The Roth–Theodorovic pistols were a series of semi-automatic pistol prototypes designed by Austrian inventor Wasa Theodorovic with financial support from George Roth. Prototypes are associated with model years including 1895, 1897, and 1898. The pistols used a long-recoil, locked-breech operating system and were produced in both single-action and double-action configurations.

The Roth–Theodorovic designs were submitted for Austro-Hungarian military trials, but were not adopted for service or placed into mass production. The prototypes underwent numerous modifications during their development, and later work on the design was undertaken by inventor Karel Krnka.
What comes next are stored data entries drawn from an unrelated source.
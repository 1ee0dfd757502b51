//! Console, JSON and Markdown renderings of a profile

use crate::config::{OutputConfig, OutputFormat};
use crate::error::Result;
use crate::profile::{ExtractionSource, ResumeProfile};
use colored::{Color, Colorize};

pub trait OutputFormatter {
    fn format_profile(&self, profile: &ResumeProfile) -> Result<String>;
    fn supports_format(&self) -> OutputFormat;
}

pub fn formatter_for(format: OutputFormat, config: &OutputConfig) -> Box<dyn OutputFormatter> {
    match format {
        OutputFormat::Console => Box::new(ConsoleFormatter::new(config.color_output)),
        OutputFormat::Json => Box::new(JsonFormatter::new(config.pretty_json)),
        OutputFormat::Markdown => Box::new(MarkdownFormatter::new(true)),
    }
}

fn source_label(source: ExtractionSource) -> &'static str {
    match source {
        ExtractionSource::RuleBased => "rule-based",
        ExtractionSource::Generative => "generative",
        ExtractionSource::GenerativeChunked => "generative (chunked)",
    }
}

fn or_dash(value: Option<&str>) -> &str {
    value.unwrap_or("-")
}

pub struct ConsoleFormatter {
    use_colors: bool,
}

impl ConsoleFormatter {
    pub fn new(use_colors: bool) -> Self {
        Self { use_colors }
    }

    fn colorize(&self, text: &str, color: Color) -> String {
        if self.use_colors {
            text.color(color).to_string()
        } else {
            text.to_string()
        }
    }

    fn header(&self, title: &str) -> String {
        if self.use_colors {
            format!("\n{} {}\n", "▓".color(Color::Green).bold(), title.color(Color::Green).bold())
        } else {
            format!("\n▓ {}\n", title)
        }
    }

    fn field(&self, label: &str, value: Option<&str>) -> String {
        format!("  {:<10} {}\n", self.colorize(label, Color::Cyan), or_dash(value))
    }
}

impl OutputFormatter for ConsoleFormatter {
    fn format_profile(&self, profile: &ResumeProfile) -> Result<String> {
        let mut output = String::new();
        let metadata = profile.metadata();

        let title = format!("█ {}", profile.name().unwrap_or("Unknown candidate"));
        if self.use_colors {
            output.push_str(&format!("{}\n", title.color(Color::Blue).bold()));
        } else {
            output.push_str(&format!("{}\n", title));
        }
        output.push_str(&format!(
            "{} | {} | {} lines\n",
            metadata.filename,
            source_label(metadata.source),
            metadata.line_count
        ));

        output.push_str(&self.header("Contact"));
        let contact = profile.contact();
        output.push_str(&self.field("Title", profile.title()));
        output.push_str(&self.field("Email", contact.email.as_deref()));
        output.push_str(&self.field("Phone", contact.phone.as_deref()));
        output.push_str(&self.field("Location", contact.location.as_deref()));
        for link in profile.all_links() {
            output.push_str(&format!("  🔗 {}\n", link));
        }

        if let Some(summary) = profile.summary() {
            output.push_str(&self.header("Summary"));
            output.push_str(&format!("  {}\n", summary));
        }

        if !profile.experience().is_empty() {
            output.push_str(&self.header("Experience"));
            for entry in profile.experience() {
                let employer = entry.company.as_deref().or(entry.customer.as_deref());
                output.push_str(&format!(
                    "  • {} | {} | {}\n",
                    self.colorize(or_dash(employer), Color::Yellow),
                    or_dash(entry.role.as_deref()),
                    or_dash(entry.dates.as_deref())
                ));
                if !entry.technology.is_empty() {
                    output.push_str(&format!("    {}\n", entry.technology.join(", ")));
                }
            }
        }

        if !profile.education().is_empty() {
            output.push_str(&self.header("Education"));
            for entry in profile.education() {
                output.push_str(&format!(
                    "  • {} | {} | {}\n",
                    or_dash(entry.institution.as_deref()),
                    or_dash(entry.degree.as_deref()),
                    or_dash(entry.date.as_deref())
                ));
            }
        }

        if !profile.projects().is_empty() {
            output.push_str(&self.header("Projects"));
            for project in profile.projects() {
                output.push_str(&format!("  • {}", project.title));
                if let Some(date) = &project.date {
                    output.push_str(&format!(" ({})", date));
                }
                output.push('\n');
            }
        }

        if !profile.certifications().is_empty() {
            output.push_str(&self.header("Certifications"));
            for cert in profile.certifications() {
                output.push_str(&format!("  • {}\n", cert.title));
            }
        }

        if !profile.achievements().is_empty() {
            output.push_str(&self.header("Achievements"));
            for achievement in profile.achievements() {
                output.push_str(&format!("  • {}\n", achievement));
            }
        }

        output.push_str(&self.header("Skills"));
        if profile.skills().is_empty() {
            output.push_str("  -\n");
        } else {
            output.push_str(&format!("  {}\n", profile.skills().render()));
        }

        if !profile.warnings().is_empty() {
            output.push_str(&self.header("Warnings"));
            for warning in profile.warnings() {
                output.push_str(&format!("  ⚠️  {}\n", self.colorize(&warning.to_string(), Color::Red)));
            }
        }

        Ok(output)
    }

    fn supports_format(&self) -> OutputFormat {
        OutputFormat::Console
    }
}

/// Serialises the wire schema matching the profile's extraction source
pub struct JsonFormatter {
    pretty: bool,
}

impl JsonFormatter {
    pub fn new(pretty: bool) -> Self {
        Self { pretty }
    }
}

impl OutputFormatter for JsonFormatter {
    fn format_profile(&self, profile: &ResumeProfile) -> Result<String> {
        let wire = profile.to_wire();
        if self.pretty {
            Ok(serde_json::to_string_pretty(&wire)?)
        } else {
            Ok(serde_json::to_string(&wire)?)
        }
    }

    fn supports_format(&self) -> OutputFormat {
        OutputFormat::Json
    }
}

pub struct MarkdownFormatter {
    include_metadata: bool,
}

impl MarkdownFormatter {
    pub fn new(include_metadata: bool) -> Self {
        Self { include_metadata }
    }
}

impl OutputFormatter for MarkdownFormatter {
    fn format_profile(&self, profile: &ResumeProfile) -> Result<String> {
        let mut output = String::new();
        let metadata = profile.metadata();

        output.push_str(&format!("# {}\n\n", profile.name().unwrap_or("Unknown candidate")));
        if let Some(title) = profile.title() {
            output.push_str(&format!("_{}_\n\n", title));
        }

        if self.include_metadata {
            output.push_str(&format!(
                "**Source:** `{}` | **Method:** {} | **Parsed:** {}\n\n",
                metadata.filename,
                source_label(metadata.source),
                metadata.parsed_at.format("%Y-%m-%d %H:%M:%S UTC")
            ));
        }

        let contact = profile.contact();
        output.push_str("## Contact\n\n");
        output.push_str(&format!("- **Email:** {}\n", or_dash(contact.email.as_deref())));
        output.push_str(&format!("- **Phone:** {}\n", or_dash(contact.phone.as_deref())));
        output.push_str(&format!("- **Location:** {}\n", or_dash(contact.location.as_deref())));
        for link in profile.all_links() {
            output.push_str(&format!("- <{}>\n", link));
        }
        output.push('\n');

        if let Some(summary) = profile.summary() {
            output.push_str(&format!("## Summary\n\n{}\n\n", summary));
        }

        if !profile.experience().is_empty() {
            output.push_str("## Experience\n\n");
            output.push_str("| Employer | Role | Dates | Technology |\n");
            output.push_str("|----------|------|-------|------------|\n");
            for entry in profile.experience() {
                output.push_str(&format!(
                    "| {} | {} | {} | {} |\n",
                    or_dash(entry.company.as_deref().or(entry.customer.as_deref())),
                    or_dash(entry.role.as_deref()),
                    or_dash(entry.dates.as_deref()),
                    entry.technology.join(", ")
                ));
            }
            output.push('\n');
        }

        if !profile.education().is_empty() {
            output.push_str("## Education\n\n");
            for entry in profile.education() {
                output.push_str(&format!(
                    "- **{}** {} {}\n",
                    or_dash(entry.institution.as_deref()),
                    entry.degree.as_deref().unwrap_or(""),
                    entry.date.as_deref().map(|d| format!("({})", d)).unwrap_or_default()
                ));
            }
            output.push('\n');
        }

        if !profile.projects().is_empty() {
            output.push_str("## Projects\n\n");
            for project in profile.projects() {
                output.push_str(&format!("### {}\n\n", project.title));
                if let Some(date) = &project.date {
                    output.push_str(&format!("_{}_\n\n", date));
                }
                if !project.description.is_empty() {
                    output.push_str(&format!("{}\n\n", project.description));
                }
            }
        }

        if !profile.certifications().is_empty() {
            output.push_str("## Certifications\n\n");
            for cert in profile.certifications() {
                if cert.details.is_empty() {
                    output.push_str(&format!("- {}\n", cert.title));
                } else {
                    output.push_str(&format!("- {}: {}\n", cert.title, cert.details));
                }
            }
            output.push('\n');
        }

        if !profile.achievements().is_empty() {
            output.push_str("## Achievements\n\n");
            for achievement in profile.achievements() {
                output.push_str(&format!("- {}\n", achievement));
            }
            output.push('\n');
        }

        if !profile.skills().is_empty() {
            output.push_str(&format!("## Skills\n\n{}\n\n", profile.skills().render()));
        }

        if !profile.warnings().is_empty() {
            output.push_str("## Warnings\n\n");
            for warning in profile.warnings() {
                output.push_str(&format!("- {}\n", warning));
            }
        }

        Ok(output)
    }

    fn supports_format(&self) -> OutputFormat {
        OutputFormat::Markdown
    }
}
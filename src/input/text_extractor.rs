//! Text extraction from PDF and DOCX byte streams

use crate::error::{Result, ResumeParserError};
use crate::input::file_detector::FileType;
use quick_xml::events::Event;
use quick_xml::Reader;
use std::io::{Cursor, Read};

pub trait TextExtractor {
    /// Trimmed, non-empty lines in reading order
    fn extract(&self, bytes: &[u8]) -> Result<Vec<String>>;
}

/// Turn raw document bytes into a line sequence, choosing the format by extension
pub fn extract_lines(bytes: &[u8], filename: &str) -> Result<Vec<String>> {
    let file_type = FileType::from_filename(filename);

    match file_type {
        FileType::LegacyDoc => {
            return Err(ResumeParserError::UnsupportedFormat(format!(
                "legacy .doc files are not supported, convert '{}' to .docx",
                filename
            )))
        }
        FileType::Unknown => {
            return Err(ResumeParserError::UnsupportedFormat(format!(
                "'{}' is not a .pdf or .docx file",
                filename
            )))
        }
        FileType::Pdf | FileType::Docx => {}
    }

    if bytes.iter().all(u8::is_ascii_whitespace) {
        log::debug!("{} is empty, no lines extracted", filename);
        return Ok(Vec::new());
    }

    let lines = match file_type {
        FileType::Pdf => PdfExtractor.extract(bytes)?,
        _ => DocxExtractor.extract(bytes)?,
    };

    log::info!("Extracted {} lines from {}", lines.len(), filename);
    Ok(lines)
}

fn into_lines(text: &str) -> Vec<String> {
    text.lines()
        .map(|line| line.trim())
        .filter(|line| !line.is_empty())
        .map(str::to_string)
        .collect()
}

/// Run of non-blank lines on a page
#[derive(Debug, Clone, PartialEq, Eq)]
struct TextBlock {
    page: usize,
    ordinal: usize,
    lines: Vec<String>,
}

pub struct PdfExtractor;

impl PdfExtractor {
    /// Split extracted text into visual blocks: pages on form feeds, blocks on blank lines.
    ///
    /// pdf-extract reports no coordinates, so blocks come out in stream order,
    /// which is already (page, ordinal) order.
    fn blocks(text: &str) -> Vec<TextBlock> {
        let mut blocks = Vec::new();

        for (page, page_text) in text.split('\x0C').enumerate() {
            let mut current: Vec<String> = Vec::new();
            let mut ordinal = 0;

            for line in page_text.lines() {
                let trimmed = line.trim();
                if trimmed.is_empty() {
                    if !current.is_empty() {
                        blocks.push(TextBlock {
                            page,
                            ordinal,
                            lines: std::mem::take(&mut current),
                        });
                        ordinal += 1;
                    }
                } else {
                    current.push(trimmed.to_string());
                }
            }

            if !current.is_empty() {
                blocks.push(TextBlock {
                    page,
                    ordinal,
                    lines: current,
                });
            }
        }

        blocks
    }
}

impl TextExtractor for PdfExtractor {
    fn extract(&self, bytes: &[u8]) -> Result<Vec<String>> {
        // pdf-extract panics on some malformed inputs instead of returning an error
        let text = std::panic::catch_unwind(|| pdf_extract::extract_text_from_mem(bytes))
            .map_err(|_| ResumeParserError::DocumentRead("PDF parser panicked on malformed input".to_string()))?
            .map_err(|e| ResumeParserError::DocumentRead(format!("Failed to extract text from PDF: {}", e)))?;

        let blocks = Self::blocks(&text);
        log::debug!("PDF produced {} text blocks", blocks.len());

        Ok(blocks.into_iter().flat_map(|b| b.lines).collect())
    }
}

pub struct DocxExtractor;

/// Paragraph and table state while streaming `word/document.xml`
#[derive(Default)]
struct DocxWalker {
    output: Vec<String>,
    paragraph: String,
    in_text: bool,
    rows: Vec<Vec<String>>,
    cells: Vec<String>,
}

impl DocxWalker {
    fn start(&mut self, name: &[u8]) {
        match name {
            b"t" => self.in_text = true,
            b"p" => self.paragraph.clear(),
            b"tr" => self.rows.push(Vec::new()),
            b"tc" => self.cells.push(String::new()),
            _ => self.empty(name),
        }
    }

    fn empty(&mut self, name: &[u8]) {
        match name {
            b"tab" => self.paragraph.push(' '),
            b"br" | b"cr" => self.paragraph.push('\n'),
            _ => {}
        }
    }

    fn end(&mut self, name: &[u8]) {
        match name {
            b"t" => self.in_text = false,
            b"p" => {
                let paragraph = std::mem::take(&mut self.paragraph);
                match self.cells.last_mut() {
                    Some(cell) => {
                        let text = paragraph.split_whitespace().collect::<Vec<_>>().join(" ");
                        if !text.is_empty() {
                            if !cell.is_empty() {
                                cell.push(' ');
                            }
                            cell.push_str(&text);
                        }
                    }
                    None => self.output.extend(into_lines(&paragraph)),
                }
            }
            b"tc" => {
                if let Some(cell) = self.cells.pop() {
                    if let Some(row) = self.rows.last_mut() {
                        row.push(cell);
                    }
                }
            }
            b"tr" => {
                if let Some(row) = self.rows.pop() {
                    let line = row
                        .into_iter()
                        .map(|c| c.trim().to_string())
                        .filter(|c| !c.is_empty())
                        .collect::<Vec<_>>()
                        .join(" | ");
                    if line.is_empty() {
                        return;
                    }
                    // Nested tables flatten into the enclosing cell
                    match self.cells.last_mut() {
                        Some(cell) => {
                            if !cell.is_empty() {
                                cell.push(' ');
                            }
                            cell.push_str(&line);
                        }
                        None => self.output.push(line),
                    }
                }
            }
            _ => {}
        }
    }

    fn text(&mut self, text: &str) {
        if self.in_text {
            self.paragraph.push_str(text);
        }
    }
}

impl DocxExtractor {
    fn document_xml(bytes: &[u8]) -> Result<String> {
        let mut archive = zip::ZipArchive::new(Cursor::new(bytes))
            .map_err(|e| ResumeParserError::DocumentRead(format!("Not a valid DOCX container: {}", e)))?;

        let mut entry = archive
            .by_name("word/document.xml")
            .map_err(|e| ResumeParserError::DocumentRead(format!("DOCX has no word/document.xml: {}", e)))?;

        let mut xml = String::new();
        entry
            .read_to_string(&mut xml)
            .map_err(|e| ResumeParserError::DocumentRead(format!("Failed to read document.xml: {}", e)))?;
        Ok(xml)
    }

    fn walk(xml: &str) -> Result<Vec<String>> {
        let mut reader = Reader::from_str(xml);
        let mut walker = DocxWalker::default();

        loop {
            match reader.read_event() {
                Ok(Event::Start(e)) => walker.start(e.local_name().as_ref()),
                Ok(Event::Empty(e)) => walker.empty(e.local_name().as_ref()),
                Ok(Event::End(e)) => walker.end(e.local_name().as_ref()),
                Ok(Event::Text(e)) => {
                    let text = e
                        .unescape()
                        .map_err(|e| ResumeParserError::DocumentRead(format!("Invalid XML text: {}", e)))?;
                    walker.text(&text);
                }
                Ok(Event::Eof) => break,
                Ok(_) => {}
                Err(e) => {
                    return Err(ResumeParserError::DocumentRead(format!(
                        "Malformed document.xml at position {}: {}",
                        reader.buffer_position(),
                        e
                    )))
                }
            }
        }

        Ok(walker.output)
    }
}

impl TextExtractor for DocxExtractor {
    fn extract(&self, bytes: &[u8]) -> Result<Vec<String>> {
        let xml = Self::document_xml(bytes)?;
        Self::walk(&xml)
    }
}

#[cfg(test)]
mod tests {
    use super::*;

    const DOCUMENT: &str = r#"<?xml version="1.0" encoding="UTF-8"?>
<w:document xmlns:w="http://schemas.openxmlformats.org/wordprocessingml/2006/main">
  <w:body>
    <w:p><w:r><w:t>Jane</w:t></w:r><w:r><w:t xml:space="preserve"> Doe</w:t></w:r></w:p>
    <w:p><w:r><w:t>Austin, TX</w:t><w:tab/><w:t>jane@example.com</w:t></w:r></w:p>
    <w:p></w:p>
    <w:p><w:r><w:t>SKILLS</w:t><w:br/><w:t>Rust &amp; Go</w:t></w:r></w:p>
    <w:tbl>
      <w:tr>
        <w:tc><w:p><w:r><w:t>Acme</w:t></w:r></w:p></w:tc>
        <w:tc><w:p></w:p></w:tc>
        <w:tc><w:p><w:r><w:t>Engineer</w:t></w:r></w:p><w:p><w:r><w:t>Remote</w:t></w:r></w:p></w:tc>
      </w:tr>
    </w:tbl>
  </w:body>
</w:document>"#;

    #[test]
    fn test_docx_walk_paragraphs_and_tables() {
        let lines = DocxExtractor::walk(DOCUMENT).unwrap();
        assert_eq!(
            lines,
            vec![
                "Jane Doe",
                "Austin, TX jane@example.com",
                "SKILLS",
                "Rust & Go",
                "Acme | Engineer Remote",
            ]
        );
    }

    #[test]
    fn test_pdf_blocks_follow_page_then_position() {
        let text = "Jane Doe\nEngineer\n\n\nEXPERIENCE\n  Acme  \n\x0CEDUCATION\nMIT\n";
        let blocks = PdfExtractor::blocks(text);

        assert_eq!(blocks.len(), 3);
        assert_eq!((blocks[0].page, blocks[0].ordinal), (0, 0));
        assert_eq!(blocks[1].lines, vec!["EXPERIENCE", "Acme"]);
        assert_eq!((blocks[2].page, blocks[2].ordinal), (1, 0));
    }

    #[test]
    fn test_unsupported_extensions() {
        assert!(matches!(
            extract_lines(b"data", "resume.doc"),
            Err(ResumeParserError::UnsupportedFormat(msg)) if msg.contains(".docx")
        ));
        assert!(matches!(
            extract_lines(b"", "resume.txt"),
            Err(ResumeParserError::UnsupportedFormat(_))
        ));
    }

    #[test]
    fn test_empty_bytes_yield_no_lines() {
        assert!(extract_lines(b"", "resume.pdf").unwrap().is_empty());
        assert!(extract_lines(b"  \n\t", "resume.docx").unwrap().is_empty());
    }

    #[test]
    fn test_corrupt_docx_is_a_read_error() {
        assert!(matches!(
            extract_lines(b"not a zip archive", "resume.docx"),
            Err(ResumeParserError::DocumentRead(_))
        ));
    }
}
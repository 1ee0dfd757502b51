//! Embedding-ranked keyphrase extraction with Maximal Marginal Relevance

use crate::error::Result;
use crate::processing::embeddings::{cosine_similarity, Embedder};
use crate::processing::text_processor::TextProcessor;
use std::collections::HashSet;

#[derive(Debug, Clone, PartialEq)]
pub struct Keyphrase {
    pub phrase: String,
    pub relevance: f32,
}

pub struct KeyphraseExtractor {
    processor: TextProcessor,
    max_ngram: usize,
    top_n: usize,
    diversity: f32,
}

impl Default for KeyphraseExtractor {
    fn default() -> Self {
        Self::new(3, 10, 0.7)
    }
}

impl KeyphraseExtractor {
    pub fn new(max_ngram: usize, top_n: usize, diversity: f32) -> Self {
        Self {
            processor: TextProcessor::new(),
            max_ngram: max_ngram.max(1),
            top_n,
            diversity: diversity.clamp(0.0, 1.0),
        }
    }

    /// Unique 1..=max_ngram word sequences over the stop-word-filtered tokens, in first-seen order
    pub fn candidates(&self, text: &str) -> Vec<String> {
        let tokens = self.processor.tokenize(text);
        let mut seen = HashSet::new();
        let mut candidates = Vec::new();

        for n in 1..=self.max_ngram {
            for window in tokens.windows(n) {
                let phrase = window.join(" ");
                if seen.insert(phrase.clone()) {
                    candidates.push(phrase);
                }
            }
        }

        candidates
    }

    /// Pick up to `top_n` phrases relevant to the document but not redundant with each other
    pub fn extract(&self, text: &str, embedder: &dyn Embedder) -> Result<Vec<Keyphrase>> {
        let candidates = self.candidates(text);
        if candidates.is_empty() || self.top_n == 0 {
            return Ok(Vec::new());
        }

        let document_embedding = embedder.embed_one(text)?;
        let candidate_embeddings = embedder.embed(&candidates)?;

        let relevance = candidate_embeddings
            .iter()
            .map(|embedding| cosine_similarity(embedding, &document_embedding))
            .collect::<Result<Vec<f32>>>()?;

        let selected = self.maximal_marginal_relevance(&relevance, &candidate_embeddings)?;

        log::debug!(
            "Selected {} keyphrases out of {} candidates",
            selected.len(),
            candidates.len()
        );

        Ok(selected
            .into_iter()
            .map(|idx| Keyphrase {
                phrase: candidates[idx].clone(),
                relevance: relevance[idx],
            })
            .collect())
    }

    fn maximal_marginal_relevance(&self, relevance: &[f32], embeddings: &[Vec<f32>]) -> Result<Vec<usize>> {
        let Some(first) = argmax(relevance.iter().copied().enumerate()) else {
            return Ok(Vec::new());
        };

        let mut selected = vec![first];
        let mut remaining: Vec<usize> = (0..relevance.len()).filter(|&i| i != first).collect();

        while selected.len() < self.top_n && !remaining.is_empty() {
            let mut scores = Vec::with_capacity(remaining.len());
            for (position, &candidate) in remaining.iter().enumerate() {
                let mut redundancy = f32::MIN;
                for &chosen in &selected {
                    redundancy = redundancy.max(cosine_similarity(&embeddings[candidate], &embeddings[chosen])?);
                }
                let score = (1.0 - self.diversity) * relevance[candidate] - self.diversity * redundancy;
                scores.push((position, score));
            }

            let Some(best) = argmax(scores.into_iter()) else {
                break;
            };
            selected.push(remaining.remove(best));
        }

        Ok(selected)
    }
}

/// Index of the largest score; the first one wins ties
fn argmax(scores: impl Iterator<Item = (usize, f32)>) -> Option<usize> {
    let mut best: Option<(usize, f32)> = None;
    for (idx, score) in scores {
        match best {
            Some((_, best_score)) if score <= best_score => {}
            _ => best = Some((idx, score)),
        }
    }
    best.map(|(idx, _)| idx)
}

#[cfg(test)]
mod tests {
    use super::*;
    use crate::processing::embeddings::testing::{FailingEmbedder, LetterEmbedder};

    #[test]
    fn test_candidates_cover_ngrams_without_stop_words() {
        let extractor = KeyphraseExtractor::new(3, 10, 0.7);
        let candidates = extractor.candidates("built data pipelines with apache spark");

        assert!(candidates.contains(&"spark".to_string()));
        assert!(candidates.contains(&"apache spark".to_string()));
        assert!(candidates.contains(&"pipelines apache spark".to_string()));
        assert!(!candidates.iter().any(|c| c.split(' ').any(|w| w == "with")));
    }

    #[test]
    fn test_candidates_are_unique() {
        let extractor = KeyphraseExtractor::new(1, 10, 0.7);
        let candidates = extractor.candidates("rust rust rust go");
        assert_eq!(candidates, vec!["rust", "go"]);
    }

    #[test]
    fn test_extract_respects_top_n() {
        let extractor = KeyphraseExtractor::new(2, 3, 0.7);
        let phrases = extractor
            .extract("kubernetes docker terraform ansible jenkins", &LetterEmbedder)
            .unwrap();
        assert_eq!(phrases.len(), 3);

        let unique: HashSet<&str> = phrases.iter().map(|p| p.phrase.as_str()).collect();
        assert_eq!(unique.len(), 3);
    }

    #[test]
    fn test_first_pick_is_most_relevant() {
        let extractor = KeyphraseExtractor::new(1, 1, 0.7);
        let phrases = extractor.extract("aaaa aaab zzzz", &LetterEmbedder).unwrap();
        assert_eq!(phrases.len(), 1);
        assert_eq!(phrases[0].phrase, "aaaa");
    }

    #[test]
    fn test_extract_propagates_embedder_failure() {
        let extractor = KeyphraseExtractor::default();
        assert!(extractor.extract("rust developer", &FailingEmbedder).is_err());
        assert!(extractor.extract("", &FailingEmbedder).unwrap().is_empty());
    }
}
//! Resume parser library: structured candidate profiles from PDF and DOCX resumes

pub mod cli;
pub mod config;
pub mod error;
pub mod input;
pub mod llm;
pub mod models;
pub mod output;
pub mod pipeline;
pub mod processing;
pub mod profile;

pub use config::{Config, Strategy};
pub use error::{Result, ResumeParserError};
pub use input::extract_lines;
pub use llm::{GenerativeExtractor, TextGenerator};
pub use pipeline::{ExtractionContext, FallbackExtractor, ResumeExtractor, RuleBasedExtractor};
pub use processing::blocks::BlockParsers;
pub use processing::identity::IdentityExtractor;
pub use processing::sections::{segment, Sections};
pub use processing::skills::SkillEngine;
pub use processing::vocabulary::KeywordDictionary;
pub use profile::{ResumeProfile, WireProfile};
Early Roth–Theodorovic prototypes were characterized by their large dimensions, elongated grips, and internal magazines loaded from the top. Later versions incorporated a number of design changes, including modifications to the grip and safety arrangements. Although the pistols remained experimental designs, elements of their development were subsequently reflected in later Austrian and Hungarian self-loading pistol designs, including the Frommer Stop and Roth–Steyr M1907.